A wave of more successful IPOs has swept the Tel Aviv Stock Exchange, and with that we can see the rise of the issuance method used throughout the Western world - except in Israel - the non-uniform offer method, "Book Building".


In Israel, the common used issue method for raising funds in an Initial Public Offer (IPO) is the Fixed Price Mechanism, in which the issue takes place in a tender and the underwriter cannot allocate the goods or change the tender price. Over the period of time, and all over the world stock exchanges, the fixed price mechanism has become obsolete and book building has become the de-facto mechanism used in pricing shares while conducting an IPO.


What is Book Building ?


Book building is a price discovery mechanism that is used in the stock markets while pricing securities for the first time. When shares are being offered for sale in an IPO, it can either be done at a fixed price. However, if the company is not sure about the exact price at which to market its shares, it can decide a price range instead of an exact figure. This process of discovering the price by providing the investors with a price range and then asking them to bid on it is called the book building process. It is considered to be one of the most efficient mechanisms of pricing securities in the primary market. This is the preferred method which is recommended by all major stock exchanges and as a result is followed in all major developed countries in the world.


Book Building Process


The detailed process of book building is as follows:


1. Appointment of Investment Banker: The first step starts with appointing the lead investment banker. The lead investment banker conducts due diligence. They propose the size of the capital issue that must be conducted by the company. Then they also propose a price band for the shares to be sold. If the management agrees with the propositions of the investment banker, the prospectus is issued with the price range as suggested by the investment banker. The lower end of the price range is known as the floor price whereas the higher end is known as the ceiling price. The final price at which securities are indeed offered for sale after the entire book building process is called the cut-off price.

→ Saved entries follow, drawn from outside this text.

//! Retrying LLM client
//!
//! Wraps one [`LlmProvider`] with the per-call policy: a per-attempt timeout,
//! a bounded number of retries for transient failures, backoff between
//! attempts, and an optional overall deadline. The result is always an
//! [`LlmCallOutcome`]; provider errors never escape as `Err`.
//!
//! Worst-case blocking time of one call is
//! `timeout × (max_retries + 1)` plus the backoff delays, and never more than
//! `deadline` when one is set.

use crate::config::LlmSection;
use crate::llm::provider::{CompletionRequest, LlmError, LlmProvider, Message, ResponseFormat};
use crate::observability::metrics::metrics;
use serde::{Deserialize, Serialize};
use std::fmt;
use std::sync::Arc;
use std::time::{Duration, Instant};
use tracing::{debug, error, trace, warn, Instrument};

/// Longest single backoff delay
const MAX_BACKOFF: Duration = Duration::from_secs(30);

/// Per-call options
#[derive(Debug, Clone, PartialEq)]
pub struct LlmOptions {
    pub model_name: String,
    /// Cap on a single attempt
    pub timeout: Duration,
    /// Attempts after the first one, for transient failures only
    pub max_retries: u32,
    pub temperature: f32,
    pub max_tokens: Option<u32>,
    /// Base delay between attempts
    pub backoff_base: Duration,
    /// Ask the backend for a JSON object response
    pub json_mode: bool,
    /// Overall cap across all attempts and backoff
    pub deadline: Option<Duration>,
}

impl Default for LlmOptions {
    fn default() -> Self {
        Self {
            model_name: "deepseek/deepseek-v3.2".to_string(),
            timeout: Duration::from_secs(60),
            max_retries: 2,
            temperature: 0.2,
            max_tokens: Some(2000),
            backoff_base: Duration::from_millis(500),
            json_mode: true,
            deadline: None,
        }
    }
}

impl From<&LlmSection> for LlmOptions {
    fn from(section: &LlmSection) -> Self {
        Self {
            model_name: section.model.clone(),
            timeout: section.timeout(),
            max_retries: section.max_retries,
            temperature: section.temperature,
            max_tokens: section.max_tokens,
            backoff_base: Duration::from_millis(section.backoff_ms),
            json_mode: section.json_mode,
            deadline: None,
        }
    }
}

impl LlmOptions {
    /// Copy of these options with an overall deadline applied
    pub fn with_deadline(&self, deadline: Duration) -> Self {
        let deadline = match self.deadline {
            Some(existing) => existing.min(deadline),
            None => deadline,
        };
        Self {
            deadline: Some(deadline),
            ..self.clone()
        }
    }

    /// Delay before the attempt following `attempts_made` failed attempts
    ///
    /// Rate limits back off exponentially, other transient failures linearly.
    pub fn backoff_delay(&self, attempts_made: u32, reason: FailureReason) -> Duration {
        let delay = match reason {
            FailureReason::RateLimited => {
                let exponent = attempts_made.saturating_sub(1).min(16);
                self.backoff_base.saturating_mul(1u32 << exponent)
            }
            _ => self.backoff_base.saturating_mul(attempts_made.max(1)),
        };
        delay.min(MAX_BACKOFF)
    }

    /// Upper bound on how long one `complete` call can block
    pub fn worst_case_duration(&self) -> Duration {
        let attempts = self.max_retries + 1;
        let mut total = self.timeout.saturating_mul(attempts);
        for attempt in 1..attempts {
            total += self.backoff_delay(attempt, FailureReason::RateLimited);
        }
        match self.deadline {
            Some(deadline) => total.min(deadline),
            None => total,
        }
    }

    fn to_request(&self, messages: Vec<Message>) -> CompletionRequest {
        CompletionRequest {
            messages,
            model: self.model_name.clone(),
            max_tokens: self.max_tokens,
            temperature: Some(self.temperature),
            response_format: self.json_mode.then_some(ResponseFormat::Json),
        }
    }
}

/// Why a call ultimately failed
#[derive(Debug, Clone, Copy, PartialEq, Eq, Serialize, Deserialize)]
#[serde(rename_all = "snake_case")]
pub enum FailureReason {
    Timeout,
    TransportError,
    RateLimited,
    #[serde(rename = "non_2xx")]
    Non2xx,
}

impl FailureReason {
    pub fn as_str(&self) -> &'static str {
        match self {
            FailureReason::Timeout => "timeout",
            FailureReason::TransportError => "transport_error",
            FailureReason::RateLimited => "rate_limited",
            FailureReason::Non2xx => "non_2xx",
        }
    }
}

impl fmt::Display for FailureReason {
    fn fmt(&self, f: &mut fmt::Formatter<'_>) -> fmt::Result {
        f.write_str(self.as_str())
    }
}

impl From<&LlmError> for FailureReason {
    fn from(error: &LlmError) -> Self {
        match error {
            LlmError::Timeout(_) => FailureReason::Timeout,
            LlmError::RateLimitExceeded(_) => FailureReason::RateLimited,
            LlmError::AuthenticationFailed { .. }
            | LlmError::InvalidRequest { .. }
            | LlmError::ServerError { .. } => FailureReason::Non2xx,
            // The request never produced a usable HTTP exchange
            LlmError::NetworkError(_)
            | LlmError::InvalidResponse(_)
            | LlmError::NotConfigured(_) => FailureReason::TransportError,
        }
    }
}

/// Terminal failure of one logical call
#[derive(Debug, Clone, PartialEq)]
pub struct LlmFailure {
    pub reason: FailureReason,
    pub message: String,
    pub attempts: u32,
}

/// Result of one logical completion call
#[derive(Debug, Clone, PartialEq)]
pub enum LlmCallOutcome {
    Success(String),
    Failure(LlmFailure),
}

impl LlmCallOutcome {
    pub fn is_success(&self) -> bool {
        matches!(self, LlmCallOutcome::Success(_))
    }
}

/// Provider wrapper owning retry and timeout policy
#[derive(Clone)]
pub struct LlmClient {
    provider: Arc<dyn LlmProvider>,
    options: LlmOptions,
}

impl LlmClient {
    pub fn new(provider: Arc<dyn LlmProvider>, options: LlmOptions) -> Self {
        Self { provider, options }
    }

    pub fn options(&self) -> &LlmOptions {
        &self.options
    }

    pub fn provider(&self) -> &Arc<dyn LlmProvider> {
        &self.provider
    }

    /// Complete with the client's configured options
    pub async fn complete(&self, messages: Vec<Message>) -> LlmCallOutcome {
        self.complete_with(messages, &self.options).await
    }

    /// Complete with explicit options
    pub async fn complete_with(&self, messages: Vec<Message>, options: &LlmOptions) -> LlmCallOutcome {
        let span = crate::llm_span!(
            provider = %self.provider.name(),
            model = %options.model_name,
            max_retries = options.max_retries
        );
        self.run_attempts(options.to_request(messages), options)
            .instrument(span)
            .await
    }

    async fn run_attempts(&self, request: CompletionRequest, options: &LlmOptions) -> LlmCallOutcome {
        let started = Instant::now();
        let max_attempts = options.max_retries.saturating_add(1);
        let mut attempt: u32 = 0;

        loop {
            attempt += 1;

            let attempt_timeout = match options.deadline {
                Some(deadline) => options
                    .timeout
                    .min(deadline.saturating_sub(started.elapsed())),
                None => options.timeout,
            };

            if attempt_timeout.is_zero() {
                return Self::give_up(
                    FailureReason::Timeout,
                    "deadline exhausted before attempt could start".to_string(),
                    attempt - 1,
                );
            }

            debug!(attempt, timeout_ms = attempt_timeout.as_millis() as u64, "LLM attempt");
            metrics().record_llm_attempt(attempt > 1);

            let error = match tokio::time::timeout(
                attempt_timeout,
                self.provider.complete(request.clone()),
            )
            .await
            {
                Ok(Ok(response)) => {
                    let text = response.content.unwrap_or_default();
                    debug!(
                        attempt,
                        elapsed_ms = started.elapsed().as_millis() as u64,
                        completion_chars = text.len(),
                        "LLM call succeeded"
                    );
                    trace!(completion = %text, "LLM completion text");
                    return LlmCallOutcome::Success(text);
                }
                Ok(Err(e)) => e,
                Err(_) => LlmError::Timeout(format!(
                    "no response within {}ms",
                    attempt_timeout.as_millis()
                )),
            };

            let reason = FailureReason::from(&error);

            if !error.is_retryable() {
                return Self::give_up(reason, format!("non-retryable error: {error}"), attempt);
            }

            if attempt >= max_attempts {
                return Self::give_up(
                    reason,
                    format!("{error} (after {attempt} attempts)"),
                    attempt,
                );
            }

            let delay = options.backoff_delay(attempt, reason);
            if let Some(deadline) = options.deadline {
                if started.elapsed() + delay >= deadline {
                    return Self::give_up(
                        reason,
                        format!("{error} (deadline leaves no room for another attempt)"),
                        attempt,
                    );
                }
            }

            warn!(
                attempt,
                reason = %reason,
                delay_ms = delay.as_millis() as u64,
                "LLM attempt failed, retrying: {}",
                error
            );
            tokio::time::sleep(delay).await;
        }
    }

    fn give_up(reason: FailureReason, message: String, attempts: u32) -> LlmCallOutcome {
        error!(reason = %reason, attempts, "LLM call failed: {}", message);
        LlmCallOutcome::Failure(LlmFailure {
            reason,
            message,
            attempts,
        })
    }
}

2. Collecting Bids: Investors in the market are requested to bid to buy the shares. They are requested to bid the number of shares that they are willing to buy at varying price levels. These bids along with the application money are supposed to be submitted to the investment bankers. It must be noted that it is not a single investment banker who is engaged in the collection of bids. Rather, the lead investment banker can appoint sub-agents to tap into their network especially for receiving the bids from a larger group of individuals.


3. Price Discovery: Once all the bids have been aggregated by the lead investment banker, they begin the process of price discovery. The final price chosen in simply the weighted average of all the bids that have been received by the investment banker. This price is declared as the cut-off price. For any issue which has received substantial publicity and which is being anticipated by the public, the ceiling price is usually the cut-off price.


4. Publicizing: In the interest of transparency, stock exchanges all over the world require that companies make public the details of the bids that were received by them. It is the lead investment banker’s duty to run advertisements containing the details of the bids received for the purchase of shares for a given period of time (let’s say a week). The regulators in many markets are also entitled to physically verify the bid applications if they wish to.


5. Settlement: Lastly, the application amount received from the various bidders has to be adjusted and shares have to be allotted. For instance, if a bidder has bid a lower price than the cut-off price then a call letter has to be sent asking for the balance money to be paid. On the other hand, if a bidder has bid a higher price than the cut-off, a refund cheque needs to be processed for them. The settlement process ensures that only the cut-off amount is collected from the investors in lieu of the shares sold to them.


Advantage and disadvantage of the Book Building (Vs Fixed Price Mechanism)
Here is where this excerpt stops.